> **Task statement**
Each line of the records below that holds "Result" should be copied out.
========================================
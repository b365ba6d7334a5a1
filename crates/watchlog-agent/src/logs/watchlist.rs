// Copyright 2023-Present Datadog, Inc. https://www.datadoghq.com/
// SPDX-License-Identifier: Apache-2.0

//! Generic application-log tailing driven by `log-watchlist.json`.

use std::collections::{HashMap, HashSet};
use std::path::{Path, PathBuf};
use std::sync::Arc;
use std::time::{Duration, Instant};

use chrono::{DateTime, NaiveDate, NaiveDateTime, SecondsFormat, Utc};
use regex::Regex;
use serde::{Deserialize, Serialize};
use tokio::time::{interval, MissedTickBehavior};
use tokio_util::sync::CancellationToken;
use tracing::{debug, info, warn};

use crate::event::{Event, EventSink};
use crate::logs::tailer::LogSource;
use crate::logs::{POLL_INTERVAL, RESCAN_INTERVAL};

const DEDUP_WINDOW: Duration = Duration::from_secs(5);
const DEFAULT_LEVEL: &str = "INFO";

const AUTO_PATTERNS: &[(&str, &str)] = &[
    ("nginx", r#"^(\S+) - - \[(.*?)\] "(.*?)" (\d+) (\d+) "(.*?)" "(.*?)""#),
    ("pm2", r"^\[(\d{4}-\d{2}-\d{2} \d{2}:\d{2}:\d{2})\] \[([A-Z]+)\] (.+)$"),
    ("redis", r"^\d{2} \w{3} \d{2}:\d{2}:\d{2} (\w+): (.*)$"),
    ("mysql", r"^\d{6} \s+\d{1,2}:\d{2}:\d{2} \[\w+\] (\w+): (.*)$"),
    ("docker", r"^(\S{24}) (\S+) (\S+) (\[.*?\]) (.*)$"),
    (
        "postgresql",
        r"^(\d{4}-\d{2}-\d{2} \d{2}:\d{2}:\d{2} [A-Z]+) \[(\d+)\]: \[([A-Z]+)\] (.+)$",
    ),
    (
        "mongodb",
        r"^(\d{4}-\d{2}-\d{2}T\d{2}:\d{2}:\d{2}.\d+Z) (\[.*?\]) (\S+) (.*)$",
    ),
];
const DEFAULT_AUTO_PATTERN: &str = r"^(.*?)\s+(\w+):\s+(.*)$";
const LEVEL_PATTERN: &str =
    r"(?i)\b(INFO|WARNING|ERROR|DEBUG|FATAL|CRITICAL|NOTICE|TRACE|VERBOSE|I|E|W|F|D|C|N)\b";

#[derive(Debug, thiserror::Error)]
pub enum WatchlistError {
    #[error("failed to read {path}: {source}")]
    Read {
        path: PathBuf,
        source: std::io::Error,
    },

    #[error("failed to parse {path}: {source}")]
    Parse {
        path: PathBuf,
        source: serde_json::Error,
    },

    #[error("invalid pattern for {name}: {source}")]
    Pattern { name: String, source: regex::Error },
}

#[derive(Debug, Clone, Deserialize)]
pub struct WatchTarget {
    pub name: String,
    pub path: PathBuf,
    #[serde(default)]
    pub service: Option<String>,
    #[serde(default)]
    pub format: Option<String>,
    #[serde(default)]
    pub pattern: Option<String>,
}

#[derive(Debug, Deserialize)]
struct WatchlistFile {
    #[serde(default)]
    logs: Vec<WatchTarget>,
}

#[derive(Debug, Clone)]
pub enum LineFormat {
    /// Line forwarded as is.
    Plain,
    /// Built-in pattern chosen by service.
    Auto,
    /// User pattern with `date`, `level` and `message` groups.
    Custom(Regex),
}

#[derive(Debug, Clone)]
pub struct CompiledTarget {
    pub target: WatchTarget,
    pub format: LineFormat,
}

#[derive(Debug, Clone)]
pub struct Watchlist {
    pub targets: Vec<CompiledTarget>,
}

impl Watchlist {
    /// `Ok(None)` when the file does not exist.
    pub async fn load(path: &Path) -> Result<Option<Self>, WatchlistError> {
        let contents = match tokio::fs::read_to_string(path).await {
            Ok(contents) => contents,
            Err(e) if e.kind() == std::io::ErrorKind::NotFound => return Ok(None),
            Err(source) => {
                return Err(WatchlistError::Read {
                    path: path.to_path_buf(),
                    source,
                })
            }
        };
        let file: WatchlistFile =
            serde_json::from_str(&contents).map_err(|source| WatchlistError::Parse {
                path: path.to_path_buf(),
                source,
            })?;
        Self::compile(file.logs).map(Some)
    }

    /// Makes names unique and compiles custom patterns. One bad pattern
    /// rejects the whole list.
    pub fn compile(mut targets: Vec<WatchTarget>) -> Result<Self, WatchlistError> {
        dedupe_names(&mut targets);
        let targets = targets
            .into_iter()
            .map(|target| {
                let format = match (target.format.as_deref(), target.pattern.as_deref()) {
                    (Some("custom"), Some(pattern)) => LineFormat::Custom(
                        Regex::new(pattern).map_err(|source| WatchlistError::Pattern {
                            name: target.name.clone(),
                            source,
                        })?,
                    ),
                    (Some("auto"), _) => LineFormat::Auto,
                    _ => LineFormat::Plain,
                };
                Ok(CompiledTarget { target, format })
            })
            .collect::<Result<Vec<_>, WatchlistError>>()?;
        Ok(Self { targets })
    }
}

/// Repeated names become `name (1)`, `name (2)`, ...
fn dedupe_names(targets: &mut [WatchTarget]) {
    let mut used = HashSet::new();
    for target in targets.iter_mut() {
        let mut name = target.name.clone();
        let mut counter = 1;
        while used.contains(&name) {
            name = format!("{} ({counter})", target.name);
            counter += 1;
        }
        used.insert(name.clone());
        target.name = name;
    }
}

#[derive(Debug, Clone, PartialEq, Serialize)]
pub struct WatchlistEntry {
    pub date: String,
    pub level: String,
    pub message: String,
    #[serde(skip_serializing_if = "Option::is_none")]
    pub service: Option<String>,
    pub name: String,
}

/// Messages emitted within the dedup window.
#[derive(Debug, Default)]
pub struct RecentMessages {
    seen: HashMap<String, Instant>,
}

impl RecentMessages {
    pub fn admit(&mut self, message: &str, now: Instant) -> bool {
        self.seen
            .retain(|_, at| now.saturating_duration_since(*at) < DEDUP_WINDOW);
        if self.seen.contains_key(message) {
            return false;
        }
        self.seen.insert(message.to_string(), now);
        true
    }
}

/// Best effort timestamp parsing. Naive times are taken as UTC.
pub fn parse_loose_date(value: &str) -> Option<DateTime<Utc>> {
    let value = value.trim();
    if let Ok(date) = DateTime::parse_from_rfc3339(value) {
        return Some(date.with_timezone(&Utc));
    }
    if let Ok(date) = DateTime::parse_from_str(value, "%d/%b/%Y:%H:%M:%S %z") {
        return Some(date.with_timezone(&Utc));
    }
    if let Ok(date) = DateTime::parse_from_rfc2822(value) {
        return Some(date.with_timezone(&Utc));
    }
    for format in ["%Y-%m-%d %H:%M:%S%.f", "%Y-%m-%dT%H:%M:%S%.f"] {
        if let Ok(naive) = NaiveDateTime::parse_from_str(value, format) {
            return Some(naive.and_utc());
        }
    }
    NaiveDate::parse_from_str(value, "%Y-%m-%d")
        .ok()
        .and_then(|date| date.and_hms_opt(0, 0, 0))
        .map(|naive| naive.and_utc())
}

fn iso(date: DateTime<Utc>) -> String {
    date.to_rfc3339_opts(SecondsFormat::Millis, true)
}

pub struct LineParser {
    auto: HashMap<&'static str, Regex>,
    fallback: Regex,
    level: Regex,
}

impl LineParser {
    pub fn new() -> Result<Self, regex::Error> {
        let auto = AUTO_PATTERNS
            .iter()
            .map(|(service, pattern)| Ok((*service, Regex::new(pattern)?)))
            .collect::<Result<HashMap<_, _>, regex::Error>>()?;
        Ok(Self {
            auto,
            fallback: Regex::new(DEFAULT_AUTO_PATTERN)?,
            level: Regex::new(LEVEL_PATTERN)?,
        })
    }

    /// First level keyword of `text`, short forms expanded.
    pub fn detect_level(&self, text: &str) -> String {
        let Some(found) = self.level.captures(text).and_then(|c| c.get(1)) else {
            return DEFAULT_LEVEL.to_string();
        };
        let level = found.as_str().to_uppercase();
        match level.as_str() {
            "I" => "INFO",
            "E" => "ERROR",
            "W" => "WARNING",
            "F" => "FATAL",
            "D" => "DEBUG",
            "C" => "CRITICAL",
            "N" => "NOTICE",
            other => other,
        }
        .to_string()
    }

    pub fn parse(
        &self,
        target: &CompiledTarget,
        line: &str,
        recent: &mut RecentMessages,
    ) -> Option<WatchlistEntry> {
        self.parse_at(target, line, recent, Utc::now(), Instant::now())
    }

    fn parse_at(
        &self,
        target: &CompiledTarget,
        line: &str,
        recent: &mut RecentMessages,
        now: DateTime<Utc>,
        instant: Instant,
    ) -> Option<WatchlistEntry> {
        if line.trim().is_empty() {
            return None;
        }
        let mut entry = WatchlistEntry {
            date: iso(now),
            level: DEFAULT_LEVEL.to_string(),
            message: line.to_string(),
            service: target.target.service.clone(),
            name: target.target.name.clone(),
        };

        match &target.format {
            LineFormat::Plain => {}
            LineFormat::Custom(pattern) => {
                if let Some(captures) = pattern.captures(line) {
                    if let Some(date) = captures
                        .name("date")
                        .and_then(|d| parse_loose_date(&d.as_str().replace('/', "-")))
                    {
                        entry.date = iso(date);
                    }
                    if let Some(level) = captures.name("level").filter(|l| !l.as_str().is_empty())
                    {
                        entry.level = level.as_str().to_string();
                    }
                    if let Some(message) = captures
                        .name("message")
                        .map(|m| m.as_str().trim())
                        .filter(|m| !m.is_empty())
                    {
                        entry.message = message.to_string();
                    }
                    if !recent.admit(&entry.message, instant) {
                        return None;
                    }
                }
            }
            LineFormat::Auto => {
                let pattern = target
                    .target
                    .service
                    .as_deref()
                    .and_then(|service| self.auto.get(service))
                    .unwrap_or(&self.fallback);
                if let Some(captures) = pattern.captures(line) {
                    let group = |i: usize| captures.get(i).map(|m| m.as_str()).filter(|s| !s.is_empty());
                    if let Some(date) = group(1).and_then(parse_loose_date) {
                        entry.date = iso(date);
                    }
                    entry.level = self.detect_level(group(2).or(group(3)).unwrap_or(line));
                    if let Some(message) = group(3) {
                        entry.message = message.to_string();
                    }
                }
            }
        }
        Some(entry)
    }
}

struct Tail {
    target: CompiledTarget,
    source: LogSource,
    recent: RecentMessages,
}

pub struct WatchlistMonitor {
    parser: LineParser,
    tails: Vec<Tail>,
    sink: Arc<dyn EventSink>,
}

impl WatchlistMonitor {
    /// Opens every target. Paths that do not exist are skipped.
    pub async fn open(watchlist: Watchlist, sink: Arc<dyn EventSink>) -> Result<Self, regex::Error> {
        let mut tails = Vec::new();
        for target in watchlist.targets {
            match LogSource::open(&target.target.path, None).await {
                Ok(source) => {
                    info!(
                        "WATCHLIST | Monitoring {} ({})",
                        target.target.name,
                        target.target.path.display()
                    );
                    tails.push(Tail {
                        target,
                        source,
                        recent: RecentMessages::default(),
                    });
                }
                Err(e) => warn!(
                    "WATCHLIST | Skipping {}: {e}",
                    target.target.path.display()
                ),
            }
        }
        Ok(Self {
            parser: LineParser::new()?,
            tails,
            sink,
        })
    }

    pub fn watched(&self) -> Vec<&str> {
        self.tails
            .iter()
            .map(|tail| tail.target.target.name.as_str())
            .collect()
    }

    pub async fn poll(&mut self) {
        for tail in &mut self.tails {
            let lines = match tail.source.poll().await {
                Ok(lines) => lines,
                Err(e) => {
                    debug!("WATCHLIST | Tail error for {}: {e}", tail.target.target.name);
                    continue;
                }
            };
            for line in lines {
                if let Some(entry) = self.parser.parse(&tail.target, &line, &mut tail.recent) {
                    self.sink.emit(Event::Watchlist(entry));
                }
            }
        }
    }

    pub async fn rescan(&mut self) {
        for tail in &mut self.tails {
            if let Err(e) = tail.source.rescan().await {
                debug!("WATCHLIST | Rescan of {} failed: {e}", tail.target.target.name);
            }
        }
    }

    pub async fn run(mut self, cancel: CancellationToken) {
        if self.tails.is_empty() {
            info!("WATCHLIST | Nothing to monitor");
            return;
        }
        let mut poll_tick = interval(POLL_INTERVAL);
        let mut rescan_tick = interval(RESCAN_INTERVAL);
        poll_tick.set_missed_tick_behavior(MissedTickBehavior::Skip);
        rescan_tick.set_missed_tick_behavior(MissedTickBehavior::Skip);
        rescan_tick.tick().await;

        loop {
            tokio::select! {
                _ = cancel.cancelled() => break,
                _ = poll_tick.tick() => self.poll().await,
                _ = rescan_tick.tick() => self.rescan().await,
            }
        }
    }
}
========================================
> **Output for this task**
    pub async fn load(path: &Path) -> Result<Option<Self>, WatchlistError> {
    pub fn compile(mut targets: Vec<WatchTarget>) -> Result<Self, WatchlistError> {
            .collect::<Result<Vec<_>, WatchlistError>>()?;
    pub fn new() -> Result<Self, regex::Error> {
            .collect::<Result<HashMap<_, _>, regex::Error>>()?;
    pub async fn open(watchlist: Watchlist, sink: Arc<dyn EventSink>) -> Result<Self, regex::Error> {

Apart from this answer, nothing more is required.